Memorial bridge should not be Butt of jokes

Major Butt
Kids come by the busload to explore the historic Augusta Canal in Augusta, Georgia, and enjoy a good laugh when they do.
The waterway was constructed in 1845 by Augusta native Henry H. Cumming, who wanted to see the Southern city become “the Lowell of the South,” a hub of textile manufacturing. The canal was built as a source of power and transportation, drawing textile factories to the area that indeed encouraged the city’s growth.
Today, the canal is preserved for historic education and residents and visitors utilize the waterway for boating, hiking and biking.
Boat ride down the Augusta Canal
            But that’s not makes those children laugh when they take a boat ride down the canal.
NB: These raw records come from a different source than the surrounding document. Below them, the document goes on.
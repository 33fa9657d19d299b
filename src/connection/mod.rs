//! Connection engine.
//!
//! A [`Connection`] owns one transport, the protocol state machine, the
//! session running on it and the channel broker callbacks post into. It is
//! driven by a single task: each call to
//! [`process_next`](Connection::process_next) awaits the next input, either a
//! protocol unit from the peer or a broker event, and handles it to
//! completion before returning. The socket is polled ahead of broker events
//! with `tokio::select!`'s `biased` mode, so a busy broker cannot starve
//! the peer's frames.

mod counter;
mod dispatch;
mod event;
mod shutdown;
mod state;


use std::{
    fmt,
    sync::{
        Arc,
        atomic::{AtomicU64, Ordering},
    },
};

use counter::ActiveConnection;
pub use counter::active_connection_count;
use event::Input;
use futures::{SinkExt, StreamExt};
pub use state::ConnectionState;
use tokio::{
    io::{AsyncRead, AsyncWrite},
    sync::mpsc,
};
use tokio_util::{codec::Framed, sync::CancellationToken};
use tracing::{debug, warn};

use crate::{
    broker::{Broker, EventReceiver, EventSender},
    codec::{AmqpCodec, Frame, Outbound},
    config::EngineConfig,
    error::EngineError,
    metrics::{self, Direction},
    sasl::{AnonymousAuthenticator, Authenticator},
    session::Session,
};

/// Identifier assigned to a connection.
#[derive(Clone, Copy, Debug, PartialEq, Eq, Hash)]
pub struct ConnectionId(u64);

impl From<u64> for ConnectionId {
    fn from(value: u64) -> Self { Self(value) }
}

impl ConnectionId {
    /// Create a new [`ConnectionId`] with the provided value.
    #[must_use]
    pub const fn new(id: u64) -> Self { Self(id) }

    /// Allocate the next process-unique identifier.
    #[must_use]
    pub fn next() -> Self {
        static NEXT: AtomicU64 = AtomicU64::new(1);
        Self(NEXT.fetch_add(1, Ordering::Relaxed))
    }

    /// Return the inner `u64` representation.
    #[must_use]
    pub const fn as_u64(&self) -> u64 { self.0 }
}

impl fmt::Display for ConnectionId {
    fn fmt(&self, f: &mut fmt::Formatter<'_>) -> fmt::Result { write!(f, "ConnectionId({})", self.0) }
}

/// Protocol engine for one transport.
///
/// # Examples
///
/// ```no_run
/// use std::sync::Arc;
///
/// use amqpframe::{broker::MemoryBroker, config::EngineConfig, connection::Connection};
/// use tokio::net::TcpListener;
///
/// # async fn serve() -> Result<(), Box<dyn std::error::Error>> {
/// let broker = Arc::new(MemoryBroker::new().auto_create(true));
/// let config = Arc::new(EngineConfig::default());
/// let listener = TcpListener::bind("127.0.0.1:5672").await?;
/// let (stream, _) = listener.accept().await?;
/// Connection::new(stream, broker, config).run().await?;
/// # Ok(())
/// # }
/// ```
pub struct Connection<S> {
    id: ConnectionId,
    framed: Framed<S, AmqpCodec>,
    state: ConnectionState,
    session: Option<Session>,
    broker: Arc<dyn Broker>,
    authenticator: Arc<dyn Authenticator>,
    config: Arc<EngineConfig>,
    events: EventSender,
    events_rx: EventReceiver,
    outbox: Vec<Frame>,
    shutdown: CancellationToken,
    counter: Option<ActiveConnection>,
}

impl<S> Connection<S>
where
    S: AsyncRead + AsyncWrite + Unpin + Send,
{
    /// Create an engine for `stream`.
    ///
    /// Peers authenticate anonymously unless an authenticator is set with
    /// [`with_authenticator`](Self::with_authenticator).
    #[must_use]
    pub fn new(stream: S, broker: Arc<dyn Broker>, config: Arc<EngineConfig>) -> Self {
        let (events, events_rx) = mpsc::unbounded_channel();
        Self {
            id: ConnectionId::next(),
            framed: Framed::new(stream, AmqpCodec::new(config.max_frame_size)),
            state: ConnectionState::New,
            session: None,
            broker,
            authenticator: Arc::new(AnonymousAuthenticator),
            config,
            events,
            events_rx,
            outbox: Vec::new(),
            shutdown: CancellationToken::new(),
            counter: None,
        }
    }

    /// Use `authenticator` to judge SASL exchanges.
    #[must_use]
    pub fn with_authenticator(mut self, authenticator: Arc<dyn Authenticator>) -> Self {
        self.authenticator = authenticator;
        self
    }

    /// Close the connection gracefully once `token` is cancelled.
    #[must_use]
    pub fn with_shutdown(mut self, token: CancellationToken) -> Self {
        self.shutdown = token;
        self
    }

    /// Identifier used in logs.
    #[must_use]
    pub fn id(&self) -> ConnectionId { self.id }

    /// Current protocol state.
    #[must_use]
    pub fn state(&self) -> ConnectionState { self.state }

    /// The session running on this connection, if any.
    #[must_use]
    pub fn session(&self) -> Option<&Session> { self.session.as_ref() }

    /// Register the connection as active.
    ///
    /// Called once before the first [`process_next`](Self::process_next).
    pub fn on_connection_start(&mut self) {
        if self.counter.is_none() {
            self.counter = Some(ActiveConnection::register(self.id));
        }
    }

    /// Drive the connection to completion.
    ///
    /// Runs [`on_connection_start`](Self::on_connection_start), then
    /// [`process_next`](Self::process_next) until the connection closes, then
    /// [`on_connection_close`](Self::on_connection_close). A failure after
    /// `Open` is reported to the peer in a `Close` frame before the transport
    /// is shut down.
    ///
    /// # Errors
    ///
    /// Returns the [`EngineError`] that ended the connection.
    pub async fn run(mut self) -> Result<(), EngineError> {
        self.on_connection_start();
        let result = loop {
            match self.process_next().await {
                Ok(true) => {}
                Ok(false) => break Ok(()),
                Err(error) => break Err(error),
            }
        };
        if let Err(error) = &result {
            self.report(error).await;
        }
        self.on_connection_close().await;
        result
    }

    /// Consume and handle exactly one input.
    ///
    /// Returns `false` once the connection is closed and no further input
    /// will be read.
    ///
    /// # Errors
    ///
    /// Returns an [`EngineError`] if the peer violated the protocol or the
    /// transport failed. The connection must then be closed.
    pub async fn process_next(&mut self) -> Result<bool, EngineError> {
        if self.state == ConnectionState::Closed {
            return Ok(false);
        }
        match self.next_input().await? {
            Input::Unit(unit) => self.on_unit(unit).await?,
            Input::Broker(event) => self.on_broker_event(event)?,
            Input::Shutdown => self.on_shutdown(),
            Input::Eof => {
                debug!(connection_id = %self.id, state = %self.state, "peer closed the transport");
                self.state = ConnectionState::Closed;
            }
        }
        self.flush().await?;
        Ok(self.state != ConnectionState::Closed)
    }

    /// Await the next input, shutdown first, then the socket, then the
    /// broker.
    #[expect(
        clippy::integer_division_remainder_used,
        reason = "tokio::select! expands to modulus operations internally"
    )]
    async fn next_input(&mut self) -> Result<Input, EngineError> {
        let watching_shutdown = self.state == ConnectionState::Open;
        tokio::select! {
            biased;

            () = self.shutdown.cancelled(), if watching_shutdown => Ok(Input::Shutdown),
            unit = self.framed.next() => match unit {
                Some(unit) => Ok(Input::Unit(unit?)),
                None => Ok(Input::Eof),
            },
            Some(event) = self.events_rx.recv() => Ok(Input::Broker(event)),
        }
    }

    /// Queue a frame for the next flush.
    fn send(&mut self, frame: Frame) { self.outbox.push(frame); }

    /// Write queued frames to the transport.
    async fn flush(&mut self) -> Result<(), EngineError> {
        for frame in self.outbox.drain(..) {
            if let Some(performative) = frame.performative() {
                debug!(
                    connection_id = %self.id,
                    channel = frame.channel,
                    frame = performative.name(),
                    "sending frame"
                );
            }
            self.framed.feed(Outbound::Frame(frame)).await?;
            metrics::inc_frames(Direction::Outbound);
        }
        self.framed.flush().await.map_err(|error| {
            warn!(connection_id = %self.id, %error, "flush failed");
            EngineError::from(error)
        })
    }
}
It’s the bridge locals call the “Butt Bridge.”
            Although not really a laughing matter, the Butt Memorial Bridge over the canal at 15th Street stands as a memorial to Major Archibald Willingham Butt, who went down with the RMS Titanic on the morning of April 15, 1912. Pres. William Howard Taft was a friend of the Augusta native and dedicated the 1914 bridge, the first structure created to memorialize the Titanic disaster.
            The Butt Bridge almost disappeared when 15th Street was rerouted for a new thoroughfare. Locals stopped planners from demolishing the bridge, raising money by hosting concerts called the Butt Jam in 1994 and 1995. The unofficial slogan of the time was “Save Our Butt.” Later, an act of Congress was passed, along with help by actors Kate Winslet and Leonardo DiCaprio, stars of the blockbuster film “Titanic,” and the fate of the Butt was settled.
            It’s quite an impressive Butt, with lions on each end and majestic eagles stretching their wings on golden globes atop pillars sporting lights.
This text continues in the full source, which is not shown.